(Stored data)
-.-.-

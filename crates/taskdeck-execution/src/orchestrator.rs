//! Task orchestration.
//!
//! [`TaskOrchestrator`] is the entry point for every task operation. A
//! submission is validated, interpreted, registered as pending and handed to a
//! spawned execution unit that:
//!
//! 1. waits for a concurrency permit (cancellable while pending),
//! 2. moves the task to running and maps its intent to a device instruction,
//! 3. races the remote executor against the task's cancellation token while
//!    advancing progress on a ticker,
//! 4. records the outcome and notifies subscribers.
//!
//! Cancellation is cooperative. The registry transition happens first, then the
//! token is fired; a result that arrives after the transition fails the state
//! machine check and is dropped.

use std::collections::HashMap;
use std::sync::{Arc, Mutex, MutexGuard};
use std::time::Duration;

use taskdeck_core::config::AppConfig;
use taskdeck_core::error::{Result, TaskdeckError};
use taskdeck_core::event::{DashboardEvent, Notification};
use taskdeck_core::executor::{ExecutionOutcome, RemoteExecutor};
use taskdeck_core::intent::parse;
use taskdeck_core::status::SystemStatus;
use taskdeck_core::task::{Task, TaskStatus, validate_submission};
use tokio::sync::{OwnedSemaphorePermit, Semaphore};
use tokio::time::Instant;
use tokio_util::sync::CancellationToken;
use tracing::Instrument;

use crate::broadcaster::{Broadcaster, SubscriberId, Subscription};
use crate::registry::TaskRegistry;
use crate::status::{MetricsSource, StatusAggregator};

/// Progress reported while running never exceeds this; completion sets 100.
pub const MAX_RUNNING_PROGRESS: u8 = 95;

/// Tunables for [`TaskOrchestrator`].
#[derive(Debug, Clone, Copy)]
pub struct OrchestratorSettings {
    pub max_concurrent_tasks: usize,
    pub progress_tick: Duration,
}

impl Default for OrchestratorSettings {
    fn default() -> Self {
        Self {
            max_concurrent_tasks: 8,
            progress_tick: Duration::from_secs(1),
        }
    }
}

impl From<&AppConfig> for OrchestratorSettings {
    fn from(config: &AppConfig) -> Self {
        Self {
            max_concurrent_tasks: config.orchestrator.max_concurrent_tasks.max(1),
            progress_tick: Duration::from_millis(config.orchestrator.progress_tick_ms.max(1)),
        }
    }
}

pub struct TaskOrchestrator {
    registry: Arc<TaskRegistry>,
    status: Arc<StatusAggregator>,
    broadcaster: Arc<Broadcaster>,
    executor: Arc<dyn RemoteExecutor>,
    permits: Arc<Semaphore>,
    in_flight: Mutex<HashMap<String, CancellationToken>>,
    progress_tick: Duration,
}

impl TaskOrchestrator {
    pub fn new(
        registry: Arc<TaskRegistry>,
        status: Arc<StatusAggregator>,
        broadcaster: Arc<Broadcaster>,
        executor: Arc<dyn RemoteExecutor>,
        settings: OrchestratorSettings,
    ) -> Self {
        Self {
            registry,
            status,
            broadcaster,
            executor,
            permits: Arc::new(Semaphore::new(settings.max_concurrent_tasks.max(1))),
            in_flight: Mutex::new(HashMap::new()),
            progress_tick: settings.progress_tick,
        }
    }

    /// Wires a broadcaster, registry and status aggregator from `config`.
    pub fn from_config(
        config: &AppConfig,
        executor: Arc<dyn RemoteExecutor>,
        metrics: Arc<dyn MetricsSource>,
    ) -> Arc<Self> {
        let broadcaster = Arc::new(Broadcaster::new(config.broadcast.subscriber_buffer));
        let registry = Arc::new(TaskRegistry::new(broadcaster.clone()));
        let status = Arc::new(StatusAggregator::new(registry.clone(), metrics));
        Arc::new(Self::new(
            registry,
            status,
            broadcaster,
            executor,
            OrchestratorSettings::from(config),
        ))
    }

    pub fn registry(&self) -> &Arc<TaskRegistry> {
        &self.registry
    }

    pub fn status_aggregator(&self) -> &Arc<StatusAggregator> {
        &self.status
    }

    pub fn broadcaster(&self) -> &Arc<Broadcaster> {
        &self.broadcaster
    }

    /// Validates and registers a command, then starts executing it in the
    /// background. Returns the pending task without waiting for execution.
    ///
    /// Validation happens before any side effect: a rejected submission leaves
    /// the registry and counters untouched.
    pub async fn submit(
        self: &Arc<Self>,
        command: &str,
        user_id: &str,
        priority: i64,
    ) -> Result<Task> {
        let priority = validate_submission(command, priority)?;
        let intent = parse(command);

        let task = self.registry.create(command, intent, user_id, priority).await;
        let token = CancellationToken::new();
        self.in_flight()
            .insert(task.task_id.clone(), token.clone());

        tracing::info!(
            task_id = %task.task_id,
            intent = task.parsed_command.kind.name(),
            priority,
            "task submitted"
        );

        let this = Arc::clone(self);
        let task_id = task.task_id.clone();
        let span = tracing::info_span!("task", task_id = %task_id);
        tokio::spawn(async move { this.run(task_id, token).await }.instrument(span));

        Ok(task)
    }

    pub async fn get(&self, task_id: &str) -> Result<Task> {
        self.registry.get(task_id).await
    }

    pub async fn list(&self) -> Vec<Task> {
        self.registry.list().await
    }

    pub async fn status(&self) -> SystemStatus {
        self.status.snapshot().await
    }

    /// Cancels a pending or running task.
    ///
    /// Fails with `NotFound` for unknown ids and `InvalidState` for tasks that
    /// already finished. Does not wait for the execution unit to stop.
    pub async fn cancel(&self, task_id: &str) -> Result<Task> {
        let task = self
            .registry
            .transition(task_id, TaskStatus::Cancelled)
            .await?;
        if let Some(token) = self.forget(task_id) {
            token.cancel();
        }

        tracing::info!(task_id = %task_id, progress = task.progress, "task cancelled");
        self.status.publish_snapshot().await;
        Ok(task)
    }

    /// Emergency stop: raises the kill-switch flag, cancels every pending or
    /// running task and tells subscribers. Returns the cancelled tasks.
    pub async fn activate_kill_switch(&self, reason: &str) -> Vec<Task> {
        self.status.set_kill_switch(true).await;

        let cancelled = self.registry.cancel_all().await;
        let tokens: Vec<CancellationToken> = {
            let mut in_flight = self.in_flight();
            cancelled
                .iter()
                .filter_map(|task| in_flight.remove(&task.task_id))
                .collect()
        };
        for token in tokens {
            token.cancel();
        }

        tracing::warn!(reason, cancelled = cancelled.len(), "kill switch activated");
        self.broadcaster
            .publish(DashboardEvent::Notification(Notification::warning(
                "Kill Switch Activated",
                reason,
            )));
        self.status.publish_snapshot().await;
        cancelled
    }

    /// Clears the kill switch. Tasks cancelled by it stay cancelled.
    pub async fn reset_kill_switch(&self) {
        self.status.set_kill_switch(false).await;
        tracing::info!("kill switch reset");
        self.status.publish_snapshot().await;
    }

    /// Registers a live viewer, primed with the current status and task list.
    pub async fn subscribe(&self) -> Subscription {
        let status = self.status.snapshot().await;
        self.registry.subscribe(status).await
    }

    pub fn unsubscribe(&self, id: SubscriberId) -> bool {
        self.broadcaster.unsubscribe(id)
    }

    async fn run(self: Arc<Self>, task_id: String, token: CancellationToken) {
        let Some(permit) = self.acquire_permit(&token).await else {
            tracing::debug!("cancelled before start");
            self.forget(&task_id);
            return;
        };

        let task = match self.registry.transition(&task_id, TaskStatus::Running).await {
            Ok(task) => task,
            Err(e) => {
                // Cancelled between permit and start.
                tracing::debug!(error = %e, "task no longer runnable");
                self.forget(&task_id);
                return;
            }
        };
        self.status.publish_snapshot().await;

        match self.execute(&task, &token).await {
            Some(Ok(ExecutionOutcome::Succeeded)) => self.complete(&task).await,
            Some(Ok(ExecutionOutcome::Failed { reason })) => {
                let notification =
                    Notification::error("Task Failed", format!("Task failed: {}", task.command));
                self.fail(&task, reason, notification).await;
            }
            Some(Err(e)) => {
                let notification = Notification::error("Task Error", format!("Task error: {e}"));
                self.fail(&task, e.to_string(), notification).await;
            }
            None => tracing::debug!(progress = task.progress, "execution abandoned after cancel"),
        }

        drop(permit);
        self.forget(&task_id);
        self.status.publish_snapshot().await;
    }

    async fn acquire_permit(&self, token: &CancellationToken) -> Option<OwnedSemaphorePermit> {
        tokio::select! {
            biased;
            _ = token.cancelled() => None,
            permit = self.permits.clone().acquire_owned() => match permit {
                Ok(permit) => Some(permit),
                Err(e) => {
                    tracing::error!(error = %e, "concurrency limiter closed");
                    None
                }
            },
        }
    }

    /// Runs the executor for a running task. Returns `None` when the task was
    /// cancelled first; the in-flight call is dropped in that case.
    async fn execute(
        &self,
        task: &Task,
        token: &CancellationToken,
    ) -> Option<Result<ExecutionOutcome>> {
        let Some(instruction) = task.parsed_command.to_instruction() else {
            return Some(Ok(ExecutionOutcome::failed(format!(
                "no device instruction for '{}' intent",
                task.parsed_command.kind.name()
            ))));
        };

        tracing::debug!(executor = self.executor.name(), %instruction, "dispatching instruction");
        let started = Instant::now();
        let mut ticker = tokio::time::interval_at(started + self.progress_tick, self.progress_tick);
        let mut execution = self.executor.execute(instruction);

        loop {
            tokio::select! {
                biased;
                _ = token.cancelled() => return None,
                result = &mut execution => return Some(result),
                _ = ticker.tick() => {
                    self.advance_progress(task, started.elapsed()).await;
                }
            }
        }
    }

    async fn advance_progress(&self, task: &Task, elapsed: Duration) {
        let estimated = f64::from(task.estimated_duration.max(1));
        let percent = (elapsed.as_secs_f64() / estimated * 100.0)
            .min(f64::from(MAX_RUNNING_PROGRESS)) as u8;

        let result = self
            .registry
            .update(&task.task_id, |current| {
                if current.status == TaskStatus::Running && current.progress < percent {
                    current.progress = percent;
                }
            })
            .await;
        if let Err(e) = result {
            tracing::warn!(error = %e, "progress update failed");
        }
    }

    async fn complete(&self, task: &Task) {
        match self
            .registry
            .transition(&task.task_id, TaskStatus::Completed)
            .await
        {
            Ok(_) => {
                tracing::info!("task completed");
                self.broadcaster
                    .publish(DashboardEvent::Notification(Notification::success(
                        "Task Completed",
                        format!("Task completed: {}", task.command),
                    )));
            }
            Err(e) => self.discard_late_result(e),
        }
    }

    async fn fail(&self, task: &Task, reason: String, notification: Notification) {
        tracing::warn!(reason = %reason, "task failed");
        match self
            .registry
            .transition_with(&task.task_id, TaskStatus::Failed, |failed| {
                failed.error = Some(reason)
            })
            .await
        {
            Ok(_) => self
                .broadcaster
                .publish(DashboardEvent::Notification(notification)),
            Err(e) => self.discard_late_result(e),
        }
    }

    fn discard_late_result(&self, error: TaskdeckError) {
        if error.is_invalid_state() {
            tracing::debug!(error = %error, "discarding result for cancelled task");
        } else {
            tracing::error!(error = %error, "failed to record task outcome");
        }
    }

    fn forget(&self, task_id: &str) -> Option<CancellationToken> {
        self.in_flight().remove(task_id)
    }

    fn in_flight(&self) -> MutexGuard<'_, HashMap<String, CancellationToken>> {
        self.in_flight
            .lock()
            .unwrap_or_else(|poisoned| poisoned.into_inner())
    }
}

-.-.-

*Task directions*
Gather each line from the entries above that includes the word "this".

*Answer*
/// Progress reported while running never exceeds this; completion sets 100.
        let this = Arc::clone(self);
        tokio::spawn(async move { this.run(task_id, token).await }.instrument(span));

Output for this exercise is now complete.